> _DATA RECORDS_
────────────────────
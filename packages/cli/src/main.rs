#![cfg_attr(feature = "fail-on-warnings", deny(warnings))]
#![warn(clippy::all, clippy::pedantic, clippy::nursery, clippy::cargo)]
#![allow(clippy::multiple_crate_versions, clippy::cargo_common_metadata)]

//! Market sizing over ACS ZIP code demographics.
//!
//! ```text
//! zip_market zip 10001
//! zip_market top-half --age 30-39 --ethnicity asian,hispanic
//! zip_market concentration --share 0.8 --min-income 75000
//! zip_market clusters --min-age 30 --max-age 45
//! zip_market export --filters filters.json
//! zip_market map --age 60+ --income over-200k --limit 500
//! zip_market status
//! ```
//!
//! Every command prints JSON to stdout. Results that simply found nothing
//! (no matching ZIP codes, too few to cluster, invalid filters, unknown ZIP
//! code) print `{"error": ...}` and exit with status 2. A missing data
//! source is a hard failure.

mod args;

use std::path::PathBuf;

use clap::{Parser, Subcommand};
use serde::Serialize;
use zip_market_analytics::report::{
    DEFAULT_MAP_LIMIT, concentration_report, export_rows, market_map, rounded_segmentation,
    top_half_report, zip_profile,
};
use zip_market_analytics::{AnalyticsError, filter_predicate, filter_weighted, segment};
use zip_market_analytics_models::{
    ConcentrationReport, Export, FilterCriteria, FilterParams, MarketMap, Segmentation, ZipProfile,
};
use zip_market_demographics::loader::{
    CACHE_PATH_ENV, DEFAULT_CACHE_PATH, DEFAULT_RAW_PATH, RAW_PATH_ENV,
};
use zip_market_demographics::{
    CoordinateIndex, DataError, DatasetHandle, DatasetPaths, DemographicDataset,
};
use zip_market_demographics_models::DatasetStatus;

use crate::args::FilterArgs;

/// Exit status for analyses that ran but produced no usable result.
const EXPECTED_FAILURE_EXIT_CODE: i32 = 2;

#[derive(Parser)]
#[command(
    name = "zip_market",
    about = "Size demographic markets across U.S. ZIP codes"
)]
struct Cli {
    /// Raw ACS ZIP demographic CSV export
    #[arg(long, global = true, env = RAW_PATH_ENV, default_value = DEFAULT_RAW_PATH)]
    raw: PathBuf,

    /// Normalized cache written next to the raw export
    #[arg(long, global = true, env = CACHE_PATH_ENV, default_value = DEFAULT_CACHE_PATH)]
    cache: PathBuf,

    #[command(subcommand)]
    command: Commands,
}

#[derive(Subcommand)]
enum Commands {
    /// Show demographics for a single ZIP code
    Zip {
        /// Five-digit ZIP code
        zip_code: String,
    },
    /// ZIP codes holding half of the matching population
    TopHalf {
        #[command(flatten)]
        filters: FilterArgs,
    },
    /// ZIP codes holding a share of the matching population
    Concentration {
        #[command(flatten)]
        filters: FilterArgs,
        /// Share of the population to cover (0-1]
        #[arg(long, default_value_t = 0.8)]
        share: f64,
    },
    /// Group matching ZIP codes into demographic segments
    Clusters {
        #[command(flatten)]
        filters: FilterArgs,
    },
    /// Export matching ZIP codes as flat rows
    Export {
        #[command(flatten)]
        filters: FilterArgs,
    },
    /// Estimate target population per ZIP code for map display
    Map {
        #[command(flatten)]
        filters: FilterArgs,
        /// Maximum number of map markers
        #[arg(long, default_value_t = DEFAULT_MAP_LIMIT)]
        limit: usize,
    },
    /// Load the dataset and report what was loaded
    Status,
}

#[derive(Serialize)]
#[serde(untagged)]
enum Output {
    Profile(ZipProfile),
    Concentration(ConcentrationReport),
    Segmentation(Segmentation),
    Export(Export),
    Map(MarketMap),
    Status(DatasetStatus),
}

#[derive(Serialize)]
struct ErrorBody {
    error: String,
}

fn criteria(params: &FilterParams) -> Result<FilterCriteria, AnalyticsError> {
    Ok(FilterCriteria::from_params(params)?)
}

fn run(
    dataset: &DemographicDataset,
    command: Commands,
    params: Option<FilterParams>,
) -> Result<Output, AnalyticsError> {
    let params = params.unwrap_or_default();

    Ok(match command {
        Commands::Zip { zip_code } => Output::Profile(zip_profile(dataset, &zip_code)?),
        Commands::TopHalf { .. } => {
            let matched = filter_predicate(dataset, &criteria(&params)?);
            Output::Concentration(top_half_report(&matched, &CoordinateIndex::build(dataset))?)
        }
        Commands::Concentration { share, .. } => {
            let matched = filter_predicate(dataset, &criteria(&params)?);
            Output::Concentration(concentration_report(
                &matched,
                &CoordinateIndex::build(dataset),
                share,
            )?)
        }
        Commands::Clusters { .. } => {
            let matched = filter_predicate(dataset, &criteria(&params)?);
            Output::Segmentation(rounded_segmentation(&segment(&matched)?))
        }
        Commands::Export { .. } => {
            let matched = filter_predicate(dataset, &criteria(&params)?);
            if matched.is_empty() {
                return Err(AnalyticsError::EmptyResult);
            }
            Output::Export(export_rows(&matched))
        }
        Commands::Map { limit, .. } => {
            let matched = filter_weighted(dataset, &criteria(&params)?);
            Output::Map(market_map(
                &matched,
                &CoordinateIndex::build(dataset),
                limit,
            )?)
        }
        Commands::Status => Output::Status(dataset.status()),
    })
}

fn print_json(value: &impl Serialize) -> Result<(), serde_json::Error> {
    println!("{}", serde_json::to_string_pretty(value)?);
    Ok(())
}

fn main() -> Result<(), Box<dyn std::error::Error>> {
    pretty_env_logger::init();
    let cli = Cli::parse();

    let handle = DatasetHandle::new(DatasetPaths::new(cli.raw, cli.cache));

    let params = match &cli.command {
        Commands::TopHalf { filters }
        | Commands::Concentration { filters, .. }
        | Commands::Clusters { filters }
        | Commands::Export { filters }
        | Commands::Map { filters, .. } => Some(filters.to_params()?),
        Commands::Zip { .. } | Commands::Status => None,
    };

    let dataset = match handle.get() {
        Ok(dataset) => dataset,
        Err(DataError::Unavailable { path }) if matches!(cli.command, Commands::Status) => {
            log::warn!("No demographic data at {}", path.display());
            print_json(&handle.status())?;
            return Ok(());
        }
        Err(e) => {
            log::error!("Failed to load demographic data: {e}");
            return Err(e.into());
        }
    };

    match run(&dataset, cli.command, params) {
        Ok(output) => print_json(&output)?,
        Err(e) => {
            log::warn!("{e}");
            print_json(&ErrorBody {
                error: e.to_string(),
            })?;
            std::process::exit(EXPECTED_FAILURE_EXIT_CODE);
        }
    }

    Ok(())
}

#[cfg(test)]
mod tests {
    use super::*;
    use clap::CommandFactory as _;
    use zip_market_demographics::normalize::normalize;
    use zip_market_demographics::table::RawTable;

    fn dataset() -> DemographicDataset {
        let csv = "zcta,population,lat,lng,age_30s,race_asian\n\
                   10001,5000,40.75,-73.99,30,20\n\
                   10002,3000,40.71,-73.98,10,40\n\
                   10003,1000,,,50,0\n";
        let table = RawTable::from_reader(csv.as_bytes()).unwrap();
        DemographicDataset::from_records(normalize(&table).unwrap())
    }

    #[test]
    fn cli_definition_is_valid() {
        Cli::command().debug_assert();
    }

    #[test]
    fn parses_filter_flags() {
        let cli = Cli::try_parse_from([
            "zip_market",
            "map",
            "--age",
            "30-39,40-49",
            "--min-income",
            "50000",
            "--limit",
            "10",
        ])
        .unwrap();
        let Commands::Map { filters, limit } = cli.command else {
            panic!("expected map command");
        };
        assert_eq!(filters.age, vec!["30-39", "40-49"]);
        assert_eq!(filters.min_income, Some(50_000.0));
        assert_eq!(limit, 10);
    }

    #[test]
    fn zip_profile_output() {
        let output = run(
            &dataset(),
            Commands::Zip {
                zip_code: "10002".to_string(),
            },
            None,
        )
        .unwrap();
        let Output::Profile(profile) = output else {
            panic!("expected profile");
        };
        assert_eq!(profile.population, 3000);
        assert_eq!(profile.ethnicity.asian, Some(40.0));
    }

    #[test]
    fn invalid_filter_is_expected_failure() {
        let params = FilterParams {
            age: vec!["teens".to_string()],
            ..FilterParams::default()
        };
        let result = run(
            &dataset(),
            Commands::TopHalf {
                filters: FilterArgs::default(),
            },
            Some(params),
        );
        assert!(matches!(result, Err(AnalyticsError::InvalidFilter(_))));
    }

    #[test]
    fn map_weights_by_selected_brackets() {
        let params = FilterParams {
            ethnicity: vec!["asian".to_string()],
            ..FilterParams::default()
        };
        let output = run(
            &dataset(),
            Commands::Map {
                filters: FilterArgs::default(),
                limit: DEFAULT_MAP_LIMIT,
            },
            Some(params),
        )
        .unwrap();
        let Output::Map(map) = output else {
            panic!("expected map");
        };
        assert_eq!(map.total_matching_zip_codes, 2);
        assert_eq!(map.total_population, 2200);
        assert_eq!(map.zip_codes[0].zip_code, "10002");
    }

    #[test]
    fn status_reports_loaded_dataset() {
        let output = run(&dataset(), Commands::Status, None).unwrap();
        let Output::Status(status) = output else {
            panic!("expected status");
        };
        assert!(status.loaded);
        assert_eq!(status.zip_codes, 3);
        assert_eq!(status.zip_codes_with_coordinates, 2);
    }

    #[test]
    fn error_body_serializes() {
        let body = ErrorBody {
            error: AnalyticsError::EmptyResult.to_string(),
        };
        assert_eq!(
            serde_json::to_string(&body).unwrap(),
            r#"{"error":"No data matches the selected filters"}"#
        );
    }
}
────────────────────
Your answer should be one number: the count of lines in the data above that include the word "matches".

3